We act, we think, rationally. But our thoughts are subject to manipulation: by new ideas, new experiences, psychoactive drugs, and … parasites.

Parasites are organisms that take up residence in a host, and then proceed to use the host’s energy to replicate themselves and spread. If the host is killed as part of the process, then the parasite must find some way to leapfrog into another host’s body, or else it will die when the host does. When the method involves the host dying, something that the host is probably not very keen to do, the parasite must change the host’s behavior, making it take risks that are laser-focused at increasing the parasite’s chances of dissemination. Other behaviors are less an existential risk for the host and may cause them to sneeze or bite or defecate, placing the parasite in a position to infect a new host.

How to manipulate? Animal minds are a collection of neurons that communicate using chemical signals called neurotransmitters. A single neuron is a cell, a ganglion is a cluster of neurons, and a brain is just a larger cluster. All of them talk through chemical signals. A parasite needs only to control the signalling to manipulate the brain and the behavior. It is not as if the parasite knowingly targets a specific behavior; the process of evolution means that many hundreds or even thousands of parasites infecting a host may produce slightly variable signals targeted to slightly different areas of the host’s brain.

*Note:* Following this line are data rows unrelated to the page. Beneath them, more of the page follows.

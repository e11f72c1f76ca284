//! SVG image lifecycle management.
//!
//! [`SvgManager`] owns the bookkeeping between caller-chosen image ids and
//! the sprite store of a host map: it resolves raw SVG markup, URLs, data
//! URIs, or styled templates into a source string, deduplicates by id,
//! fetches and rasterizes asynchronously, and registers the result with an
//! injected [`SpriteStore`].
//!
//! The sprite store can be cleared externally without this manager
//! noticing; the two states are reconciled lazily by [`SvgManager::reload`],
//! which re-registers missing images from cached bytes without touching the
//! network.
//!
//! # Concurrency
//!
//! The duplicate-id check runs synchronously, once, before the first await
//! in [`SvgManager::add`]. Two concurrent `add` calls for the same
//! never-seen id therefore race; callers are expected not to issue
//! concurrent adds for the same new id.

use std::sync::atomic::{AtomicUsize, Ordering};
use std::sync::Arc;

use base64::engine::general_purpose::STANDARD as BASE64;
use base64::Engine;
use dashmap::DashMap;
use serde::Serialize;
use thiserror::Error;

use crate::fetch::{is_data_uri, FetchError, HttpFetcher, SourceFetcher};
use crate::raster::{self, DecodeError};
use crate::sprite::SpriteStore;
use crate::template::{TemplateError, TemplateStore};

/// Image lifecycle error type
#[derive(Debug, Error)]
pub enum ImageError {
    #[error(transparent)]
    Template(#[from] TemplateError),

    #[error("Failed to fetch image source: {0}")]
    Fetch(#[from] FetchError),

    #[error("Failed to load \"{id}\" image: {source}")]
    Decode { id: String, source: DecodeError },
}

/// Result type for image lifecycle operations
pub type ImageResult<T> = Result<T, ImageError>;

/// Configuration for the lifecycle manager
#[derive(Debug, Clone)]
pub struct ManagerConfig {
    /// Maximum width an added image may have; larger rasters are downscaled.
    /// Zero disables the bound.
    pub max_width: u32,
    /// Maximum height an added image may have; larger rasters are downscaled.
    /// Zero disables the bound.
    pub max_height: u32,
}

impl Default for ManagerConfig {
    fn default() -> Self {
        Self {
            max_width: 100,
            max_height: 100,
        }
    }
}

/// One successfully registered image.
///
/// `source` is the resolved string handed to the fetch step; `bytes` is the
/// fetched encoded payload, cached so [`SvgManager::reload`] can re-decode
/// without a network fetch. `seq` preserves insertion order.
#[derive(Debug, Clone)]
struct ManagedImage {
    source: String,
    bytes: Vec<u8>,
    seq: usize,
}

/// Result of a reload operation
#[derive(Debug, Clone, Default, Serialize)]
pub struct ReloadReport {
    /// Number of images re-registered with the sprite store
    pub reloaded: usize,
    /// Number of images already present and left untouched
    pub skipped: usize,
    /// Ids whose cached bytes failed to decode
    pub failed: Vec<String>,
}

/// Bookkeeping statistics
#[derive(Debug, Clone, Serialize)]
pub struct ManagerStats {
    /// Number of images the manager tracks
    pub tracked_images: usize,
    /// Tracked images currently missing from the sprite store
    pub sprite_missing: usize,
}

/// Manages the lifecycle of SVG-derived images for one sprite store.
pub struct SvgManager {
    sprite: Arc<dyn SpriteStore>,
    fetcher: Arc<dyn SourceFetcher>,
    templates: Arc<TemplateStore>,
    config: ManagerConfig,
    /// image id -> resolved source + cached bytes
    images: DashMap<String, ManagedImage>,
    next_seq: AtomicUsize,
}

impl SvgManager {
    /// Create a manager with the default HTTP fetcher and configuration.
    pub fn new(sprite: Arc<dyn SpriteStore>, templates: Arc<TemplateStore>) -> Self {
        Self::with_fetcher(sprite, templates, Arc::new(HttpFetcher::new()))
    }

    /// Create a manager with an explicit fetcher.
    pub fn with_fetcher(
        sprite: Arc<dyn SpriteStore>,
        templates: Arc<TemplateStore>,
        fetcher: Arc<dyn SourceFetcher>,
    ) -> Self {
        Self {
            sprite,
            fetcher,
            templates,
            config: ManagerConfig::default(),
            images: DashMap::new(),
            next_seq: AtomicUsize::new(0),
        }
    }

    /// Replace the manager configuration.
    pub fn with_config(mut self, config: ManagerConfig) -> Self {
        self.config = config;
        self
    }

    /// Add an image to the sprite store.
    ///
    /// `svg_or_url` may be inline SVG markup, a URL, or a data URI. Inline
    /// markup is encoded as a base64 SVG data URI before fetching. The
    /// decoded raster is downscaled to the configured bounds if it exceeds
    /// them (aspect ratio preserved, never upscaled).
    ///
    /// If `id` matches a previously added image the call succeeds
    /// immediately as a no-op and the new content is discarded.
    ///
    /// # Errors
    ///
    /// Returns [`ImageError::Fetch`] if the source cannot be fetched and
    /// [`ImageError::Decode`] if the bytes cannot be rasterized. Bookkeeping
    /// is left unchanged on failure.
    pub async fn add(&self, id: &str, svg_or_url: &str) -> ImageResult<()> {
        self.add_with_bounds(id, svg_or_url, self.config.max_width, self.config.max_height)
            .await
    }

    /// [`add`](Self::add) with explicit size bounds. A zero bound disables
    /// resizing on both axes.
    pub async fn add_with_bounds(
        &self,
        id: &str,
        svg_or_url: &str,
        max_width: u32,
        max_height: u32,
    ) -> ImageResult<()> {
        // Dedup is decided here, before any suspension point.
        if self.images.contains_key(id) {
            tracing::debug!(id = %id, "Image id already tracked, ignoring new content");
            return Ok(());
        }

        let source = resolve_source(svg_or_url);
        let request_url = self
            .sprite
            .transform_request(&source)
            .unwrap_or_else(|| source.clone());

        let bytes = self.fetcher.fetch(&request_url).await?;
        let raster = raster::decode(bytes.clone())
            .await
            .map_err(|source| ImageError::Decode {
                id: id.to_string(),
                source,
            })?;
        let raster = raster::fit_within(raster, max_width, max_height).map_err(|source| {
            ImageError::Decode {
                id: id.to_string(),
                source,
            }
        })?;

        self.sprite.register_image(id, raster);
        let seq = self.next_seq.fetch_add(1, Ordering::Relaxed);
        self.images.insert(
            id.to_string(),
            ManagedImage { source, bytes, seq },
        );

        tracing::debug!(id = %id, "Image added to sprite");
        Ok(())
    }

    /// Create and add an image from a named template.
    ///
    /// Styles the template via [`TemplateStore::apply_style`] and delegates
    /// to [`add`](Self::add) with the configured size bounds.
    ///
    /// # Errors
    ///
    /// Propagates [`ImageError::Template`] for an unknown template name,
    /// plus any fetch or decode failure from `add`.
    pub async fn create_from_template(
        &self,
        id: &str,
        template_name: &str,
        color: Option<&str>,
        secondary_color: Option<&str>,
        scale: f64,
        text: &str,
    ) -> ImageResult<()> {
        let markup = self
            .templates
            .apply_style(template_name, text, color, secondary_color, scale)?;
        self.add(id, &markup).await
    }

    /// Remove an image from the sprite store and drop its bookkeeping.
    ///
    /// Never fails; unknown ids are a no-op on both sides.
    pub fn remove(&self, id: &str) {
        self.sprite.unregister_image(id);
        if self.images.remove(id).is_some() {
            tracing::debug!(id = %id, "Image removed");
        }
    }

    /// Remove every tracked image from the sprite store and empty the
    /// bookkeeping.
    pub fn clear(&self) {
        let count = self.images.len();
        for entry in self.images.iter() {
            self.sprite.unregister_image(entry.key());
        }
        self.images.clear();
        tracing::info!(count = count, "All managed images cleared");
    }

    /// Ids of all tracked images, in insertion order.
    pub fn image_ids(&self) -> Vec<String> {
        let mut ids: Vec<(usize, String)> = self
            .images
            .iter()
            .map(|entry| (entry.value().seq, entry.key().clone()))
            .collect();
        ids.sort_by_key(|(seq, _)| *seq);
        ids.into_iter().map(|(_, id)| id).collect()
    }

    /// Whether `id` is tracked by this manager.
    ///
    /// Reflects the manager's bookkeeping, not necessarily the live sprite
    /// store contents; see [`reload`](Self::reload).
    pub fn has_image(&self, id: &str) -> bool {
        self.images.contains_key(id)
    }

    /// Resolved source string recorded for `id`, if tracked.
    pub fn image_source(&self, id: &str) -> Option<String> {
        self.images.get(id).map(|entry| entry.source.clone())
    }

    /// Re-register tracked images the sprite store has lost.
    ///
    /// For every tracked id missing from the sprite store, the cached bytes
    /// are re-decoded and re-registered — no network fetch, and the size
    /// bounds are not reapplied. Ids still present are skipped. A decode
    /// failure is isolated to its id and does not abort the rest.
    pub async fn reload(&self) -> ReloadReport {
        let mut report = ReloadReport::default();

        let mut snapshot: Vec<(usize, String, Vec<u8>)> = self
            .images
            .iter()
            .map(|entry| {
                (
                    entry.value().seq,
                    entry.key().clone(),
                    entry.value().bytes.clone(),
                )
            })
            .collect();
        snapshot.sort_by_key(|(seq, _, _)| *seq);

        for (_, id, bytes) in snapshot {
            if self.sprite.has_image(&id) {
                report.skipped += 1;
                continue;
            }

            match raster::decode(bytes).await {
                Ok(raster) => {
                    self.sprite.register_image(&id, raster);
                    report.reloaded += 1;
                }
                Err(e) => {
                    tracing::warn!(id = %id, error = %e, "Failed to reload image");
                    report.failed.push(id);
                }
            }
        }

        tracing::info!(
            reloaded = report.reloaded,
            skipped = report.skipped,
            failed = report.failed.len(),
            "Sprite reload complete"
        );

        report
    }

    /// Bookkeeping statistics, including how far the sprite store has
    /// diverged.
    pub fn stats(&self) -> ManagerStats {
        let sprite_missing = self
            .images
            .iter()
            .filter(|entry| !self.sprite.has_image(entry.key()))
            .count();

        ManagerStats {
            tracked_images: self.images.len(),
            sprite_missing,
        }
    }
}

/// Resolve caller input into a fetchable source string.
///
/// Inline SVG markup (contains `<svg`, not already a data URI) becomes a
/// base64 SVG data URI; anything else passes through verbatim.
fn resolve_source(svg_or_url: &str) -> String {
    if !is_data_uri(svg_or_url) && svg_or_url.to_lowercase().contains("<svg") {
        format!("data:image/svg+xml;base64,{}", BASE64.encode(svg_or_url))
    } else {
        svg_or_url.to_string()
    }
}

#[cfg(test)]
mod tests {
    use super::*;

    #[test]
    fn test_resolve_source_inline_svg() {
        let source = resolve_source("<svg xmlns=\"x\"/>");
        assert!(source.starts_with("data:image/svg+xml;base64,"));

        let payload = source.trim_start_matches("data:image/svg+xml;base64,");
        assert_eq!(BASE64.decode(payload).unwrap(), b"<svg xmlns=\"x\"/>");
    }

    #[test]
    fn test_resolve_source_case_insensitive_svg_tag() {
        assert!(resolve_source("<SVG/>").starts_with("data:"));
    }

    #[test]
    fn test_resolve_source_passthrough() {
        assert_eq!(
            resolve_source("https://example.com/icon.png"),
            "https://example.com/icon.png"
        );
        assert_eq!(
            resolve_source("data:image/svg+xml;base64,PHN2Zy8+"),
            "data:image/svg+xml;base64,PHN2Zy8+"
        );
    }
}
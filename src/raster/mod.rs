//! Raster decoding and resizing.
//!
//! Turns fetched bytes into a [`RasterImage`] ready for sprite upload. SVG
//! documents are rasterized with resvg at their intrinsic size; every other
//! format goes through the `image` crate. Decoding is CPU work, so the async
//! entry point runs it on the blocking thread pool.

use thiserror::Error;

use resvg::{tiny_skia, usvg};

/// Decode-specific error type
#[derive(Debug, Error)]
pub enum DecodeError {
    #[error("SVG rasterization failed: {0}")]
    Svg(String),

    #[error("Image decode failed: {0}")]
    Image(#[from] image::ImageError),

    #[error("Image has no pixels")]
    EmptyImage,

    #[error("Decode task was canceled")]
    Canceled,
}

/// Result type for decode operations
pub type DecodeResult<T> = Result<T, DecodeError>;

/// A decoded bitmap ready for sprite upload.
///
/// `data` is tightly-packed RGBA8, `width * height * 4` bytes. Rasters
/// produced from SVG sources carry premultiplied alpha.
#[derive(Debug, Clone, PartialEq, Eq)]
pub struct RasterImage {
    pub width: u32,
    pub height: u32,
    pub data: Vec<u8>,
}

/// Decode bytes into a raster image.
///
/// The actual decode runs on `tokio::task::spawn_blocking`.
///
/// # Errors
///
/// Returns [`DecodeError`] if the bytes are neither a renderable SVG
/// document nor a supported bitmap format.
pub async fn decode(bytes: Vec<u8>) -> DecodeResult<RasterImage> {
    tokio::task::spawn_blocking(move || decode_blocking(&bytes))
        .await
        .map_err(|_| DecodeError::Canceled)?
}

/// Synchronous decode; prefer [`decode`] from async contexts.
pub fn decode_blocking(bytes: &[u8]) -> DecodeResult<RasterImage> {
    if looks_like_svg(bytes) {
        decode_svg(bytes)
    } else {
        decode_bitmap(bytes)
    }
}

/// Uniformly downscale a raster so it fits within the given bounds.
///
/// A zero bound disables the check on both axes. The scale factor is
/// `min(max_width/width, max_height/height)` and is applied only when it is
/// below 1 — images within bounds are returned untouched and nothing is
/// ever upscaled. Aspect ratio is preserved.
pub fn fit_within(raster: RasterImage, max_width: u32, max_height: u32) -> DecodeResult<RasterImage> {
    if max_width == 0 || max_height == 0 {
        return Ok(raster);
    }
    if raster.width <= max_width && raster.height <= max_height {
        return Ok(raster);
    }

    let factor = f64::min(
        max_width as f64 / raster.width as f64,
        max_height as f64 / raster.height as f64,
    );
    if factor >= 1.0 {
        return Ok(raster);
    }

    let new_width = ((raster.width as f64 * factor).round() as u32).max(1);
    let new_height = ((raster.height as f64 * factor).round() as u32).max(1);

    tracing::debug!(
        from_width = raster.width,
        from_height = raster.height,
        to_width = new_width,
        to_height = new_height,
        "Downscaling raster to fit bounds"
    );

    let img = image::RgbaImage::from_raw(raster.width, raster.height, raster.data)
        .ok_or(DecodeError::EmptyImage)?;
    let resized = image::imageops::resize(
        &img,
        new_width,
        new_height,
        image::imageops::FilterType::Lanczos3,
    );

    Ok(RasterImage {
        width: new_width,
        height: new_height,
        data: resized.into_raw(),
    })
}

fn looks_like_svg(bytes: &[u8]) -> bool {
    let Ok(text) = std::str::from_utf8(bytes) else {
        return false;
    };
    text.trim_start_matches('\u{feff}').trim_start().starts_with('<')
}

fn decode_svg(bytes: &[u8]) -> DecodeResult<RasterImage> {
    let options = usvg::Options::default();
    let tree =
        usvg::Tree::from_data(bytes, &options).map_err(|e| DecodeError::Svg(e.to_string()))?;

    let size = tree.size().to_int_size();
    let mut pixmap =
        tiny_skia::Pixmap::new(size.width(), size.height()).ok_or(DecodeError::EmptyImage)?;
    resvg::render(&tree, tiny_skia::Transform::identity(), &mut pixmap.as_mut());

    Ok(RasterImage {
        width: size.width(),
        height: size.height(),
        data: pixmap.take(),
    })
}

fn decode_bitmap(bytes: &[u8]) -> DecodeResult<RasterImage> {
    let rgba = image::load_from_memory(bytes)?.to_rgba8();

    Ok(RasterImage {
        width: rgba.width(),
        height: rgba.height(),
        data: rgba.into_raw(),
    })
}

Only the parasites that unknowingly produce an effective signal will survive, but, and here is the key to success: the offspring of parasites that succeed will inherit that signal from their successful parents. Sequential rounds of what Darwin termed “natural selection” will finesse the parasite-host relationship to optimize the parasite’s control of host behavior. Just because we are seeing the results of thousands of generations of selections doesn’t mean that the parasite started off with such exquisite manipulation of host behavior. It would be the same as looking at a high-performance car like a Lamborghini, and thinking that it had just sprung into existence in a single step. It wouldn’t be true: cars started off a slow and inefficient jalopies, and were honed to better performance through many iterations and design modifications; so are parasites that control minds. Another thing: it’s not only animals with neurons that can be manipulated. Evidence shows that plants can be manipulated by plant parasites as effectively as animals can be manipulated. In this article, I will survey some of the more outlandish examples of parasitic manipulation of hosts.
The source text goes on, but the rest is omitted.